Android Reverse Engineering for Data Science

Almost a year ago I started using an app called “Too Good To Go” (this article is not sponsored!). Its goal is to reduce food waste by allowing stores from all around Europe to sell their unsold products to the app users at a very small price. You usually pay 20 to 50% of the retail price, but the products have very short expiration dates and you don’t know what you will get beforehand.

img app1 img app2 img app3

I absolutely love the app (still not sponsored, but @toogoodtogo feel free to slide in those DMs) to get fancy stuff at a very low price, or to challenge my cooking creativity by getting random food from my local grocery store.

The only issue is that demand is always higher than supply on high-quality stores, so it’s quite challenging to buy at the right time when a store just restocked and there is still stock available. On the most hyped stores, stock typically lasts less than 10 minutes after restock.

Until a few weeks ago, stores in France could only sell for the same day, which meant that next-day restocks were only taken into account at midnight. I only had to set an alarm and got my packages every time. However, a recent change made it possible for stores to restock for the next day, which means that restocks can now happen pretty much anytime and are much harder to predict.

Instead of being one of those normal people constantly watching the application for new offers on the best stores, I decided to put my degree to good use and automate it. Also, there are never enough open datasets in the world, so I decided to have one for myself and have some fun with it :)

First step - Find the API

Apps usually communicate with servers through an API. By communicating with the backend through such an API, we can divert the stream of useful data for our own use. The first reflex is to search for a public API for the product, but there isn’t one.

Having not found any hints about any endpoints online, we have to get dirty and find them ourselves. The app knows how to communicate with the API, and we can download a copy of the app to reverse engineer it.

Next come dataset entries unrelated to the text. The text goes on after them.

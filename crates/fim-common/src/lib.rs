//! Common types shared across the flows2fim workspace.

pub mod control;
pub mod error;
pub mod format;
pub mod tile;
pub mod vsi;

pub use control::ControlRow;
pub use error::{FimError, FimResult};
pub use format::OutputFormat;
pub use tile::{TileKind, TileReference};
pub use vsi::{is_vsi_path, normalize_vsi_separators, VSI_PREFIX};
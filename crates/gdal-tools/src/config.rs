//! GDAL program configuration.

/// Default mosaic builder program.
pub const DEFAULT_BUILDVRT_BIN: &str = "gdalbuildvrt";

/// Default format converter program.
pub const DEFAULT_TRANSLATE_BIN: &str = "gdal_translate";

/// Which GDAL programs to run.
#[derive(Debug, Clone, PartialEq, Eq)]
pub struct GdalConfig {
    /// Program used to build the VRT mosaic.
    pub buildvrt_bin: String,

    /// Program used to convert the VRT to GTiff/COG.
    pub translate_bin: String,
}

impl Default for GdalConfig {
    fn default() -> Self {
        Self {
            buildvrt_bin: DEFAULT_BUILDVRT_BIN.to_string(),
            translate_bin: DEFAULT_TRANSLATE_BIN.to_string(),
        }
    }
}

impl GdalConfig {
    /// Load configuration from environment variables.
    ///
    /// `GDALBUILDVRT_BIN` and `GDAL_TRANSLATE_BIN` override the program names,
    /// e.g. to point at a specific GDAL install.
    pub fn from_env() -> Self {
        Self::from_vars(|key| std::env::var(key).ok())
    }

    fn from_vars(var: impl Fn(&str) -> Option<String>) -> Self {
        let mut config = Self::default();

        if let Some(val) = var("GDALBUILDVRT_BIN").filter(|v| !v.trim().is_empty()) {
            config.buildvrt_bin = val;
        }

        if let Some(val) = var("GDAL_TRANSLATE_BIN").filter(|v| !v.trim().is_empty()) {
            config.translate_bin = val;
        }

        config
    }
}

After downloading the .apk (Android package) file corresponding to the app, let’s load it into a visual decompiler for Android called JADX.

img jadx

We know that the app is inside package com.app.tgtg (it’s also Google Play Store’s internal identifier), so we can take a look at the class hierarchy and see if something API-related comes up.

img jadx2

Sadly, all classes have names like e.d.b which makes it very hard to understand what’s going on…

img jadx3

Does it mean that the company obfuscated their source code to make it harder to reverse ? No. It’s actually due to the fact that many informations are stripped from the original source files (including the filename) when compiling to an APK file, much like compiling a Java file to a .class file. JADX actually does a very good job converting Android bytecode back to source code, and it can also try to guess the original filename by enabling deobfuscation.

img jadx4

Even with all the class hierarchy, the app is still quite a big piece and it’s not easy to see how all the parts interact. But we don’t really care, all that matters is how to get to the juicy API. For that, we can search the package for the string “https://” in hopes of finding an endpoint.

img jadx5

Among the 142 results in the search, there are some that look very promising like https://apptoogoodtogo.com/index.php/api_tgtg/. There is no obvious endpoint to the API and hitting the URL returns an error so we have to dig deeper in the app (UPDATE: Swagger doc has since been added to this URL).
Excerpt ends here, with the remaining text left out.